Editorial counterpoint: Northern Lights rail is a shiny illusion

In “Get on board with the train to Duluth” (June 11) the Star Tribune’s Editorial Board announced its support for the Northern Lights Express (NLX), the proposed passenger train service between Minneapolis and Duluth that was given $200 million in taxpayer funding in last session’s Transportation Bill. Sadly, the board’s case amounts to nothing more rigorous than “If you build it, they will come.” Except, they probably won’t.

The NLX will run four trains daily, each way, between Target Field and the Depot in Duluth. It will cost $35 per person, each way, and take 2.5 hours. As the board acknowledges, this will be both slower and more expensive than driving.

These would seem to be important points, but the board doesn’t engage them, contenting itself with pointing out that there are sometimes roadwork projects on Interstate 35 that might, occasionally, make the NLX faster than driving. Of course, railways require maintenance too and, if the experience of countries like Britain is any guide, often at inconvenient times of the year. The board seems unaware of this.

The board doesn’t engage with the issue of affordability at all, simply asserting that the NLX will put “day trips within reach of those who may or may not have access to a car,” but only if they can afford $70 per person for a round trip.

And, for most Minnesotans, it just isn’t true that the NLX will enable you to dispense with a car. There is a point besides speed and cost and it is a point which is fatal to the NLX: convenience.

Ken Buehler, a Northern Lights Express Alliance member quoted by the board, has argued recently: “This is for people that don’t want to drive. Generation Z for instance … . It is also for older people that don’t want to drive. Let’s say you are an older person living in northern Minnesota and you want to go see a game in the cities, but you don’t want to deal with the traffic, the parking or the hassle. Well, the train is going to take you right to Target Field. So, this is an alternative that fits many different lifestyles.”

But consider our elderly Twins fan residing in “northern Minnesota.” Let’s say it’s Hibbing. Our fan still has to drive 80 minutes to reach the train and he still has to park his car. And why are these imagined passengers always Twins fans and not Wild fans? Because that would add the hair-raising 50 minute ride to St. Paul — each way — on the Green Line.

So, instead of driving from Hibbing to the Xcel in 200 minutes, the NLX will give our senior the option of driving 80 minutes to catch the train, riding that for 150 minutes, then braving the light rail late at night for 50 minutes for a total journey time of 280 minutes — an hour and 20 minutes longer.

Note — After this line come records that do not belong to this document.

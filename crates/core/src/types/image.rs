//! Product image payloads.
//!
//! The backend serves item images either as an already usable reference (an
//! `http(s)` URL or an inline `data:` URL) or as a bare base64 payload with
//! no scheme, assumed to be JPEG. Rather than sniffing string prefixes at
//! every display site, the payload is classified once into a tagged value.

use core::fmt;

use base64::Engine as _;
use base64::engine::general_purpose::STANDARD as BASE64;
use serde::{Deserialize, Serialize};

/// MIME type assumed for bare base64 payloads.
pub const DEFAULT_IMAGE_MIME: &str = "image/jpeg";

/// Display reference used when an item carries no image payload.
pub const PLACEHOLDER_IMAGE_URL: &str = "/placeholder.jpg";

/// Errors that can occur when classifying an image payload.
#[derive(thiserror::Error, Debug, Clone, PartialEq, Eq)]
pub enum ImageSourceError {
    /// The payload string is empty.
    #[error("image payload cannot be empty")]
    Empty,
    /// The payload has no scheme prefix and is not valid base64.
    #[error("invalid base64 image payload: {0}")]
    Base64(#[from] base64::DecodeError),
}

/// A product image, either raw bytes or an external reference.
#[derive(Debug, Clone, PartialEq, Eq, Serialize, Deserialize)]
pub enum ImageSource {
    /// Decoded image bytes with their MIME type.
    Raw {
        /// Image bytes.
        data: Vec<u8>,
        /// MIME type (e.g., `image/jpeg`).
        mime: String,
    },
    /// A URL or `data:` reference, used verbatim.
    Reference(String),
}

impl ImageSource {
    /// Classify an image payload string, assuming [`DEFAULT_IMAGE_MIME`] for
    /// bare base64 payloads.
    ///
    /// # Errors
    ///
    /// Returns an error if the payload is empty or is neither a recognised
    /// reference nor valid base64.
    pub fn parse(payload: &str) -> Result<Self, ImageSourceError> {
        Self::parse_with_mime(payload, DEFAULT_IMAGE_MIME)
    }

    /// Classify an image payload string with an explicit MIME type for bare
    /// base64 payloads.
    ///
    /// Payloads starting with `data:` or `http` are passed through unchanged
    /// as [`ImageSource::Reference`]; anything else must decode as base64.
    ///
    /// # Errors
    ///
    /// Returns an error if the payload is empty or not valid base64.
    pub fn parse_with_mime(payload: &str, mime: &str) -> Result<Self, ImageSourceError> {
        if payload.is_empty() {
            return Err(ImageSourceError::Empty);
        }

        if payload.starts_with("data:") || payload.starts_with("http") {
            return Ok(Self::Reference(payload.to_owned()));
        }

        let data = BASE64.decode(payload)?;
        Ok(Self::Raw {
            data,
            mime: mime.to_owned(),
        })
    }

    /// A reference usable as an image display source.
    ///
    /// Raw bytes are rendered as a `data:` URL; references are returned
    /// verbatim.
    #[must_use]
    pub fn display_url(&self) -> String {
        match self {
            Self::Raw { data, mime } => {
                format!("data:{mime};base64,{}", BASE64.encode(data))
            }
            Self::Reference(url) => url.clone(),
        }
    }
}

impl fmt::Display for ImageSource {
    fn fmt(&self, f: &mut fmt::Formatter<'_>) -> fmt::Result {
        write!(f, "{}", self.display_url())
    }
}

And this journey was more expensive, don’t forget.

True, if you live within walking distance of the Duluth Depot and want to travel to a destination within walking distance of Target Field then, yes, you probably can dispense with your car. But how many journeys is that?

NLX’s boosters are peddling a risible fantasy. The NLX fits almost no lifestyle.

That is why hardly anyone will use it. That is why hardly anyone used it in the past and the plug was pulled in 1985. Indeed, the NLX is already forecast to require subsidies to cover one third of its operating costs. The board cautions that “every effort should be made to ensure proper planning, transparency about any overruns or delays, and more up-to-date ridership projections so that the state has as few surprises as possible,” because all that worked so well on the Southwest light rail, didn’t it?

And this is why the NLX will not “infuse new life into the Duluth economy” as the board dreams. An empty train trundling into town four times a day isn’t an infusion of much of anything.

The hope that the most fiscally incontinent administration in state history would see sense on the NLX was, perhaps, always a vain one. Given the administration’s desire to throw as much taxpayer money at as many things as possible, it is more important than ever that Minnesotans retain their ability to distinguish shinola from other things. In this case, the Editorial Board failed.